Alpha-diversité vs. bêta-diversité. Source:
https://en.m.wikipedia.org/wiki/File:Biodiversity.png

Cependant, l’effet des différents plastiques différait selon le type de sol : trois types de plastiques ont augmenté le pourcentage de protéobactéries dans le sol cannelle alors qu’ils ont diminué le nombre de protéobactéries dans le sol rouge. Ces résultats indiquent donc que c’est le type de sol qui a le plus d’influence sur les changements microbiens, et non le type de plastique.

Les chercheurs ont ensuite examiné la cooccurrence des bactéries par le biais de ce que l’on appelle les “réseaux d’interaction”. En bref, ces réseaux montrent si les bactéries se trouvent couramment ensemble ou si les micro-organismes ont une relation positive ou négative les uns avec les autres. Ils ont constaté que, par rapport au groupe témoin, les réseaux des groupes en plastique comportaient moins de nœuds (espèces pouvant être connectées), moins d’arêtes (espèces connectées à moins d’autres espèces) et moins d’espèces clés (espèces connectées à de nombreuses autres espèces et jouant le rôle de “plaque tournante”). Les chercheurs ont également remarqué que le pourcentage d’interactions négatives dans le réseau diminuait.

Les microplastiques influencent les réseaux microbiens.
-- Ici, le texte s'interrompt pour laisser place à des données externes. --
use std::f64::consts::{LN_2, PI};

use log::debug;
use nalgebra::{Matrix3, Vector3};

use crate::config::FitConfig;
use crate::error::FitError;

const LAMBDA_START: f64 = 1e-3;
const LAMBDA_MIN: f64 = 1e-12;
const LAMBDA_MAX: f64 = 1e16;
/// A fitted width beyond this many region spans is a constant, not a peak.
const MAX_SPAN_RATIO: f64 = 10.0;

// ---------------------------------------------------------------------------
// Gaussian model
// ---------------------------------------------------------------------------

/// `f(x) = amplitude * exp(-(x - center)^2 / (2 sigma^2))`
#[derive(Debug, Clone, Copy, PartialEq)]
pub struct Gaussian {
    pub amplitude: f64,
    pub center: f64,
    pub sigma: f64,
}

impl Gaussian {
    pub fn new(amplitude: f64, center: f64, sigma: f64) -> Self {
        Self {
            amplitude,
            center,
            sigma,
        }
    }

    pub fn eval(&self, x: f64) -> f64 {
        let d = x - self.center;
        self.amplitude * (-d * d / (2.0 * self.sigma * self.sigma)).exp()
    }

    /// Full width at half maximum, `2 sqrt(2 ln 2) |sigma|`.
    pub fn fwhm(&self) -> f64 {
        2.0 * (2.0 * LN_2).sqrt() * self.sigma.abs()
    }

    /// Closed-form integral over the real line.
    pub fn area(&self) -> f64 {
        self.amplitude * self.sigma.abs() * (2.0 * PI).sqrt()
    }

    fn sse(&self, x: &[f64], y: &[f64]) -> f64 {
        x.iter()
            .zip(y)
            .map(|(&xi, &yi)| (yi - self.eval(xi)).powi(2))
            .sum()
    }

    fn as_vector(&self) -> Vector3<f64> {
        Vector3::new(self.amplitude, self.center, self.sigma)
    }

    fn from_vector(v: &Vector3<f64>) -> Self {
        Self::new(v[0], v[1], v[2])
    }

    fn is_usable(&self) -> bool {
        self.amplitude.is_finite()
            && self.center.is_finite()
            && self.sigma.is_finite()
            && self.sigma.abs() > f64::MIN_POSITIVE
    }
}

/// Refined Gaussian plus the number of iterations the refinement took.
#[derive(Debug, Clone, Copy, PartialEq)]
pub struct GaussianFit {
    pub gaussian: Gaussian,
    pub iterations: usize,
}

// ---------------------------------------------------------------------------
// Initial estimate
// ---------------------------------------------------------------------------

/// Moment-based starting point: the tallest sample sets the amplitude, the
/// positive part of `y` weights the centroid and the second moment.
pub fn initial_guess(x: &[f64], y: &[f64]) -> Result<Gaussian, FitError> {
    let amplitude = y.iter().copied().fold(f64::NEG_INFINITY, f64::max);
    if !(amplitude.is_finite() && amplitude > 0.0) {
        return Err(FitError::NoPeak);
    }

    let (mut w_sum, mut wx_sum) = (0.0, 0.0);
    for (&xi, &yi) in x.iter().zip(y) {
        let w = yi.max(0.0);
        w_sum += w;
        wx_sum += w * xi;
    }
    let center = wx_sum / w_sum;
    let variance = x
        .iter()
        .zip(y)
        .map(|(&xi, &yi)| yi.max(0.0) * (xi - center).powi(2))
        .sum::<f64>()
        / w_sum;

    let mut sigma = variance.sqrt();
    if !sigma.is_finite() || sigma <= 0.0 {
        sigma = fallback_width(x);
    }
    Ok(Gaussian::new(amplitude, center, sigma))
}

fn fallback_width(x: &[f64]) -> f64 {
    let span = x.last().copied().unwrap_or(0.0) - x.first().copied().unwrap_or(0.0);
    let spacing = span / x.len().saturating_sub(1).max(1) as f64;
    if spacing > 0.0 {
        5.0 * spacing
    } else {
        1.0
    }
}

// ---------------------------------------------------------------------------
// Levenberg–Marquardt refinement
// ---------------------------------------------------------------------------

/// Fit a Gaussian to `(x, y)`, `x` sorted ascending.
///
/// Fails instead of returning a meaningless fit when the data is degenerate
/// (too few points, constant, no positive signal) or when the refinement does
/// not settle on a finite peak.
pub fn fit_gaussian(x: &[f64], y: &[f64], cfg: &FitConfig) -> Result<GaussianFit, FitError> {
    let required = cfg.min_points.max(3);
    let n = x.len().min(y.len());
    if n < required {
        return Err(FitError::TooFewPoints { found: n, required });
    }
    let (x, y) = (&x[..n], &y[..n]);

    if total_sum_of_squares(y) == 0.0 {
        return Err(FitError::ZeroVariance);
    }

    let initial = initial_guess(x, y)?;
    let fit = refine(x, y, initial, cfg)?;

    let span = x[n - 1] - x[0];
    if fit.gaussian.sigma.abs() > MAX_SPAN_RATIO * span {
        return Err(FitError::Unresolved {
            sigma: fit.gaussian.sigma.abs(),
            span,
        });
    }
    Ok(fit)
}

fn normal_equations(x: &[f64], y: &[f64], g: &Gaussian) -> (Matrix3<f64>, Vector3<f64>) {
    let mut jtj = Matrix3::zeros();
    let mut jtr = Vector3::zeros();
    let s2 = g.sigma * g.sigma;

    for (&xi, &yi) in x.iter().zip(y) {
        let d = xi - g.center;
        let e = (-d * d / (2.0 * s2)).exp();
        // df/dA, df/dc, df/dsigma
        let j = Vector3::new(
            e,
            g.amplitude * e * d / s2,
            g.amplitude * e * d * d / (s2 * g.sigma),
        );
        let r = yi - g.amplitude * e;
        jtj += j * j.transpose();
        jtr += j * r;
    }
    (jtj, jtr)
}

fn refine(
    x: &[f64],
    y: &[f64],
    initial: Gaussian,
    cfg: &FitConfig,
) -> Result<GaussianFit, FitError> {
    let tol = cfg.tolerance;
    let mut current = initial;
    let mut sse = current.sse(x, y);
    let mut lambda = LAMBDA_START;

    if sse == 0.0 {
        return finish(current, 0);
    }

    for iteration in 1..=cfg.max_iterations {
        let (jtj, jtr) = normal_equations(x, y, &current);
        let mut damped = jtj;
        for k in 0..3 {
            damped[(k, k)] += lambda * jtj[(k, k)].max(1e-12);
        }

        let Some(step) = damped.lu().solve(&jtr) else {
            lambda *= 10.0;
            if lambda > LAMBDA_MAX {
                return Err(FitError::Singular);
            }
            continue;
        };

        let params = current.as_vector();
        let small_step = step.norm() <= tol * (params.norm() + tol);
        let candidate = Gaussian::from_vector(&(params + step));
        let candidate_sse = if candidate.is_usable() {
            candidate.sse(x, y)
        } else {
            f64::INFINITY
        };

        if candidate_sse <= sse {
            let reduction = (sse - candidate_sse) / sse.max(f64::MIN_POSITIVE);
            current = candidate;
            sse = candidate_sse;
            lambda = (lambda / 10.0).max(LAMBDA_MIN);
            if reduction <= tol || small_step || sse == 0.0 {
                return finish(current, iteration);
            }
        } else {
            lambda *= 10.0;
            // No downhill step left at any damping: sitting in the minimum.
            if small_step || lambda > LAMBDA_MAX {
                return finish(current, iteration);
            }
        }
    }

    Err(FitError::NoConvergence {
        iterations: cfg.max_iterations,
    })
}

fn finish(gaussian: Gaussian, iterations: usize) -> Result<GaussianFit, FitError> {
    if !gaussian.is_usable() {
        return Err(FitError::NonFinite);
    }
    debug!(
        "gaussian converged after {iterations} iterations: A={:.6} c={:.6} sigma={:.6}",
        gaussian.amplitude, gaussian.center, gaussian.sigma
    );
    Ok(GaussianFit {
        gaussian,
        iterations,
    })
}

// ---------------------------------------------------------------------------
// Goodness of fit
// ---------------------------------------------------------------------------

fn total_sum_of_squares(y: &[f64]) -> f64 {
    if y.is_empty() {
        return 0.0;
    }
    let mean = y.iter().sum::<f64>() / y.len() as f64;
    y.iter().map(|v| (v - mean).powi(2)).sum()
}

/// Coefficient of determination `1 - SSres / SStot`.
///
/// NaN when `observed` is constant (or empty), where R² is undefined.
pub fn r_squared(observed: &[f64], fitted: &[f64]) -> f64 {
    let ss_tot = total_sum_of_squares(observed);
    if ss_tot == 0.0 {
        return f64::NAN;
    }
    let ss_res: f64 = observed
        .iter()
        .zip(fitted)
        .map(|(o, f)| (o - f).powi(2))
        .sum();
    1.0 - ss_res / ss_tot
}

#[cfg(test)]
mod tests {
    use super::*;

    /// Deterministic noise in [-0.5, 0.5).
    fn noise(i: usize) -> f64 {
        let h = (i as u64 + 1)
            .wrapping_mul(6364136223846793005)
            .wrapping_add(1442695040888963407);
        let h = h ^ (h >> 29);
        (h >> 11) as f64 / (1u64 << 53) as f64 - 0.5
    }

    fn sample(
        g: &Gaussian,
        x0: f64,
        dx: f64,
        n: usize,
        noise_level: f64,
    ) -> (Vec<f64>, Vec<f64>) {
        let x: Vec<f64> = (0..n).map(|i| x0 + i as f64 * dx).collect();
        let y = x
            .iter()
            .enumerate()
            .map(|(i, &v)| g.eval(v) + noise_level * noise(i))
            .collect();
        (x, y)
    }

    fn close(actual: f64, expected: f64, rel: f64) -> bool {
        ((actual - expected) / expected).abs() <= rel
    }

    #[test]
    fn derived_quantities() {
        let g = Gaussian::new(2.0, 0.0, -1.5);
        assert!((g.fwhm() - 2.354_820_045 * 1.5).abs() < 1e-8);
        assert!((g.area() - 2.0 * 1.5 * (2.0 * PI).sqrt()).abs() < 1e-12);
    }

    #[test]
    fn recovers_known_parameters_from_noisy_data() {
        let truth = Gaussian::new(2.5, 10.3, 1.2);
        let (x, y) = sample(&truth, 5.0, 0.05, 220, 0.02);
        let fit = fit_gaussian(&x, &y, &FitConfig::default()).unwrap().gaussian;

        assert!(close(fit.amplitude, 2.5, 0.01), "amplitude {}", fit.amplitude);
        assert!(close(fit.center, 10.3, 0.01), "center {}", fit.center);
        assert!(close(fit.sigma.abs(), 1.2, 0.01), "sigma {}", fit.sigma);
    }

    #[test]
    fn recovers_peak_from_off_center_window() {
        let truth = Gaussian::new(0.8, 42.0, 3.0);
        let (x, y) = sample(&truth, 34.0, 0.25, 65, 0.0);
        let fit = fit_gaussian(&x, &y, &FitConfig::default()).unwrap().gaussian;

        assert!(close(fit.amplitude, 0.8, 1e-4));
        assert!(close(fit.center, 42.0, 1e-4));
        assert!(close(fit.sigma.abs(), 3.0, 1e-4));
    }

    #[test]
    fn exact_data_gives_unit_r_squared() {
        let truth = Gaussian::new(1.0, 0.0, 1.0);
        let (x, y) = sample(&truth, -5.0, 0.1, 101, 0.0);
        let fit = fit_gaussian(&x, &y, &FitConfig::default()).unwrap().gaussian;
        let fitted: Vec<f64> = x.iter().map(|&v| fit.eval(v)).collect();

        assert!((r_squared(&y, &fitted) - 1.0).abs() < 1e-9);
        assert_eq!(r_squared(&y, &y), 1.0);
    }

    #[test]
    fn uncorrelated_model_scores_at_or_below_zero() {
        let (x, y) = sample(&Gaussian::new(1.0, 20.0, 2.0), 0.0, 0.5, 201, 0.0);
        let other = Gaussian::new(1.0, 80.0, 2.0);
        let fitted: Vec<f64> = x.iter().map(|&v| other.eval(v)).collect();
        let r2 = r_squared(&y, &fitted);
        assert!(r2.is_finite());
        assert!(r2 < 0.0, "r2 = {r2}");
    }

    #[test]
    fn constant_region_has_undefined_r_squared() {
        assert!(r_squared(&[0.3, 0.3, 0.3], &[0.1, 0.2, 0.3]).is_nan());
        assert!(r_squared(&[], &[]).is_nan());
    }

    #[test]
    fn degenerate_regions_fail_explicitly() {
        let cfg = FitConfig::default();
        assert_eq!(
            fit_gaussian(&[1.0, 2.0], &[0.5, 1.0], &cfg),
            Err(FitError::TooFewPoints {
                found: 2,
                required: 3
            })
        );
        assert_eq!(
            fit_gaussian(&[1.0, 2.0, 3.0, 4.0], &[0.4; 4], &cfg),
            Err(FitError::ZeroVariance)
        );
        assert_eq!(
            fit_gaussian(&[1.0, 2.0, 3.0, 4.0], &[-0.1, -0.3, -0.2, -0.4], &cfg),
            Err(FitError::NoPeak)
        );
    }

    #[test]
    fn min_points_is_configurable() {
        let cfg = FitConfig {
            min_points: 10,
            ..FitConfig::default()
        };
        let (x, y) = sample(&Gaussian::new(1.0, 0.0, 1.0), -2.0, 0.5, 9, 0.0);
        assert!(matches!(
            fit_gaussian(&x, &y, &cfg),
            Err(FitError::TooFewPoints { found: 9, .. })
        ));
    }

    #[test]
    fn initial_guess_uses_moments() {
        let (x, y) = sample(&Gaussian::new(3.0, 5.0, 0.5), 0.0, 0.01, 1001, 0.0);
        let g = initial_guess(&x, &y).unwrap();
        assert!((g.amplitude - 3.0).abs() < 1e-9);
        assert!((g.center - 5.0).abs() < 1e-6);
        assert!((g.sigma - 0.5).abs() < 1e-3);
    }
}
La quantité d’espèces (points) et leurs connexions (lignes) diminuent lorsque des plastiques sont ajoutés au sol (PA, PET et PE), par rapport au contrôle (CK). Source : l’article original

Bien que la diversité des espèces ne soit pas nécessairement modifiée par la présence de plastiques dans le sol, les résultats décrits ci-dessus montrent que les microplastiques peuvent influencer la cooccurrence bactérienne et, par conséquent, réduire la stabilité du réseau. Les écosystèmes instables sont sensibles aux petits changements, ce qui conduit à l’effondrement d’une communauté qui ne peut plus remplir sa fonction initiale. Les microbes jouent un rôle important dans le cycle des nutriments dans le sol, la décomposition des résidus de culture, la suppression des maladies et la simulation de la croissance des plantes. Lorsque ces écosystèmes sont perturbés, le rendement des cultures peut diminuer ou le sol peut même devenir inhabitable pour les plantes.


Article original: J. Shi, Y. Sun, X. Wang, J. Wang. 2022. Microplastics reduce soil microbial network complexity and ecological deterministic selection. Society for Applied Microbiology. 2157-2169.